▶ **TASK TO COMPLETE**
Print all entries precisely as they are written.

═══ PROVIDED DATA ═══

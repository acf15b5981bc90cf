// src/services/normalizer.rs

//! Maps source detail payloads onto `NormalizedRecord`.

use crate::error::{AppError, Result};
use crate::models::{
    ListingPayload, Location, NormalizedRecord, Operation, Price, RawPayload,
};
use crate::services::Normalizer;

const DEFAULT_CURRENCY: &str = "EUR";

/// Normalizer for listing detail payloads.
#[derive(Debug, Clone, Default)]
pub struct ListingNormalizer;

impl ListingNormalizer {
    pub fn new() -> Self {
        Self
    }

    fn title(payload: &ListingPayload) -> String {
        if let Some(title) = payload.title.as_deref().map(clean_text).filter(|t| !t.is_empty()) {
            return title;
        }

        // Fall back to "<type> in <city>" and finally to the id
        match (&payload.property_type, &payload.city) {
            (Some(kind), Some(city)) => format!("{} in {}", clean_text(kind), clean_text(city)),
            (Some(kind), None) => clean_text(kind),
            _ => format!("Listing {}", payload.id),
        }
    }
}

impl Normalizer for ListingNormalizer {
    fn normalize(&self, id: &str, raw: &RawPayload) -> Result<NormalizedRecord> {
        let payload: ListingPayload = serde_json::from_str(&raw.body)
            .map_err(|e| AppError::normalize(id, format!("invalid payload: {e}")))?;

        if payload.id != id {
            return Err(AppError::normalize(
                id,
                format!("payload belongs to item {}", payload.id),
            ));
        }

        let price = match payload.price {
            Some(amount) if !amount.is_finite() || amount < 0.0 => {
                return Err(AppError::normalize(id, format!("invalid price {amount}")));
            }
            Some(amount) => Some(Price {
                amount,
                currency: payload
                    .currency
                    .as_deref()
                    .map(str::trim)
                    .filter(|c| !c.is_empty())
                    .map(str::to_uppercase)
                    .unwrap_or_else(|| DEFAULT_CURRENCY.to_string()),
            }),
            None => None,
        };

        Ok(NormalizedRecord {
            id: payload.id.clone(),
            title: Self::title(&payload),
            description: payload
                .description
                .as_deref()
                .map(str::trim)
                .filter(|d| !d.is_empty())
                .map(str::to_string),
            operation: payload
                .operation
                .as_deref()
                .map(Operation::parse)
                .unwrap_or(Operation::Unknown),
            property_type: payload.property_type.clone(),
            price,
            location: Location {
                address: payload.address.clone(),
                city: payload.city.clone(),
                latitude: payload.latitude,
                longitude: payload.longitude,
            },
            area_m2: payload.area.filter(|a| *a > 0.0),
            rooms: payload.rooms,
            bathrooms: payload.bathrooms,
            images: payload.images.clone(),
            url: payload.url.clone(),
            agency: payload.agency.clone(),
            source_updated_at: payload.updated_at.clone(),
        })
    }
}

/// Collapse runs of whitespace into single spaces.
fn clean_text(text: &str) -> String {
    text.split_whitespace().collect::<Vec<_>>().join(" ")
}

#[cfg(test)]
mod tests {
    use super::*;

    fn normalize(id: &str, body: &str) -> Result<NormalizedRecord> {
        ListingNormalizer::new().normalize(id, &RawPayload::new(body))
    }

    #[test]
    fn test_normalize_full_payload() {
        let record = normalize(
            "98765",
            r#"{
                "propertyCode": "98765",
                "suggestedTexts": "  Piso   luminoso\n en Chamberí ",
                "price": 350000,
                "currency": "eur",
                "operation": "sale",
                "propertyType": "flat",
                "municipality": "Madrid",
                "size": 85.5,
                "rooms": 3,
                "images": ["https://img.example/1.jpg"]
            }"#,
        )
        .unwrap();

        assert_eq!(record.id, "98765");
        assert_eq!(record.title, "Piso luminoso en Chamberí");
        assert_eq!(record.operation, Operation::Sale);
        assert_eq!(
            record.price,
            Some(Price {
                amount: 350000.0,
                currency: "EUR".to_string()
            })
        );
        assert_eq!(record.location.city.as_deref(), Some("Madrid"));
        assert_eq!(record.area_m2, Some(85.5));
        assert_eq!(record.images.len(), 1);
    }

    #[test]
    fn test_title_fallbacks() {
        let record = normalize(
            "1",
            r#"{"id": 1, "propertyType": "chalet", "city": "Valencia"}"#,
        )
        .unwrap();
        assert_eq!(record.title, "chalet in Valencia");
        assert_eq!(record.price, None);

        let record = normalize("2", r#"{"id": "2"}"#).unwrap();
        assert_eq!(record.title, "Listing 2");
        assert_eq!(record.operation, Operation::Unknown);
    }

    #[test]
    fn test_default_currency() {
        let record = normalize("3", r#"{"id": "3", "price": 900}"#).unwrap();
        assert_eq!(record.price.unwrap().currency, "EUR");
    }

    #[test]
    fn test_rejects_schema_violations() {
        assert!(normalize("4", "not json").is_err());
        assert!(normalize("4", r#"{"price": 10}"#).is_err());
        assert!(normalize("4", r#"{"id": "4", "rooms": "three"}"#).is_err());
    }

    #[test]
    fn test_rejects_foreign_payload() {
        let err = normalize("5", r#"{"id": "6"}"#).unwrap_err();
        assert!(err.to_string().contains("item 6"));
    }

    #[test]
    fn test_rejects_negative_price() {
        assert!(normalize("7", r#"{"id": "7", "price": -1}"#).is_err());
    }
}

═══

▶ **SOLUTION BELOW**
repository acf15b5981bc90cf
// src/services/normalizer.rs

//! Maps source detail payloads onto `NormalizedRecord`.

use crate::error::{AppError, Result};
use crate::models::{
    ListingPayload, Location, NormalizedRecord, Operation, Price, RawPayload,
};
use crate::services::Normalizer;

const DEFAULT_CURRENCY: &str = "EUR";

/// Normalizer for listing detail payloads.
#[derive(Debug, Clone, Default)]
pub struct ListingNormalizer;

impl ListingNormalizer {
    pub fn new() -> Self {
        Self
    }

    fn title(payload: &ListingPayload) -> String {
        if let Some(title) = payload.title.as_deref().map(clean_text).filter(|t| !t.is_empty()) {
            return title;
        }

        // Fall back to "<type> in <city>" and finally to the id
        match (&payload.property_type, &payload.city) {
            (Some(kind), Some(city)) => format!("{} in {}", clean_text(kind), clean_text(city)),
            (Some(kind), None) => clean_text(kind),
            _ => format!("Listing {}", payload.id),
        }
    }
}

impl Normalizer for ListingNormalizer {
    fn normalize(&self, id: &str, raw: &RawPayload) -> Result<NormalizedRecord> {
        let payload: ListingPayload = serde_json::from_str(&raw.body)
            .map_err(|e| AppError::normalize(id, format!("invalid payload: {e}")))?;

        if payload.id != id {
            return Err(AppError::normalize(
                id,
                format!("payload belongs to item {}", payload.id),
            ));
        }

        let price = match payload.price {
            Some(amount) if !amount.is_finite() || amount < 0.0 => {
                return Err(AppError::normalize(id, format!("invalid price {amount}")));
            }
            Some(amount) => Some(Price {
                amount,
                currency: payload
                    .currency
                    .as_deref()
                    .map(str::trim)
                    .filter(|c| !c.is_empty())
                    .map(str::to_uppercase)
                    .unwrap_or_else(|| DEFAULT_CURRENCY.to_string()),
            }),
            None => None,
        };

        Ok(NormalizedRecord {
            id: payload.id.clone(),
            title: Self::title(&payload),
            description: payload
                .description
                .as_deref()
                .map(str::trim)
                .filter(|d| !d.is_empty())
                .map(str::to_string),
            operation: payload
                .operation
                .as_deref()
                .map(Operation::parse)
                .unwrap_or(Operation::Unknown),
            property_type: payload.property_type.clone(),
            price,
            location: Location {
                address: payload.address.clone(),
                city: payload.city.clone(),
                latitude: payload.latitude,
                longitude: payload.longitude,
            },
            area_m2: payload.area.filter(|a| *a > 0.0),
            rooms: payload.rooms,
            bathrooms: payload.bathrooms,
            images: payload.images.clone(),
            url: payload.url.clone(),
            agency: payload.agency.clone(),
            source_updated_at: payload.updated_at.clone(),
        })
    }
}

/// Collapse runs of whitespace into single spaces.
fn clean_text(text: &str) -> String {
    text.split_whitespace().collect::<Vec<_>>().join(" ")
}

#[cfg(test)]
mod tests {
    use super::*;

    fn normalize(id: &str, body: &str) -> Result<NormalizedRecord> {
        ListingNormalizer::new().normalize(id, &RawPayload::new(body))
    }

    #[test]
    fn test_normalize_full_payload() {
        let record = normalize(
            "98765",
            r#"{
                "propertyCode": "98765",
                "suggestedTexts": "  Piso   luminoso\n en Chamberí ",
                "price": 350000,
                "currency": "eur",
                "operation": "sale",
                "propertyType": "flat",
                "municipality": "Madrid",
                "size": 85.5,
                "rooms": 3,
                "images": ["https://img.example/1.jpg"]
            }"#,
        )
        .unwrap();

        assert_eq!(record.id, "98765");
        assert_eq!(record.title, "Piso luminoso en Chamberí");
        assert_eq!(record.operation, Operation::Sale);
        assert_eq!(
            record.price,
            Some(Price {
                amount: 350000.0,
                currency: "EUR".to_string()
            })
        );
        assert_eq!(record.location.city.as_deref(), Some("Madrid"));
        assert_eq!(record.area_m2, Some(85.5));
        assert_eq!(record.images.len(), 1);
    }

    #[test]
    fn test_title_fallbacks() {
        let record = normalize(
            "1",
            r#"{"id": 1, "propertyType": "chalet", "city": "Valencia"}"#,
        )
        .unwrap();
        assert_eq!(record.title, "chalet in Valencia");
        assert_eq!(record.price, None);

        let record = normalize("2", r#"{"id": "2"}"#).unwrap();
        assert_eq!(record.title, "Listing 2");
        assert_eq!(record.operation, Operation::Unknown);
    }

    #[test]
    fn test_default_currency() {
        let record = normalize("3", r#"{"id": "3", "price": 900}"#).unwrap();
        assert_eq!(record.price.unwrap().currency, "EUR");
    }

    #[test]
    fn test_rejects_schema_violations() {
        assert!(normalize("4", "not json").is_err());
        assert!(normalize("4", r#"{"price": 10}"#).is_err());
        assert!(normalize("4", r#"{"id": "4", "rooms": "three"}"#).is_err());
    }

    #[test]
    fn test_rejects_foreign_payload() {
        let err = normalize("5", r#"{"id": "6"}"#).unwrap_err();
        assert!(err.to_string().contains("item 6"));
    }

    #[test]
    fn test_rejects_negative_price() {
        assert!(normalize("7", r#"{"id": "7", "price": -1}"#).is_err());
    }
}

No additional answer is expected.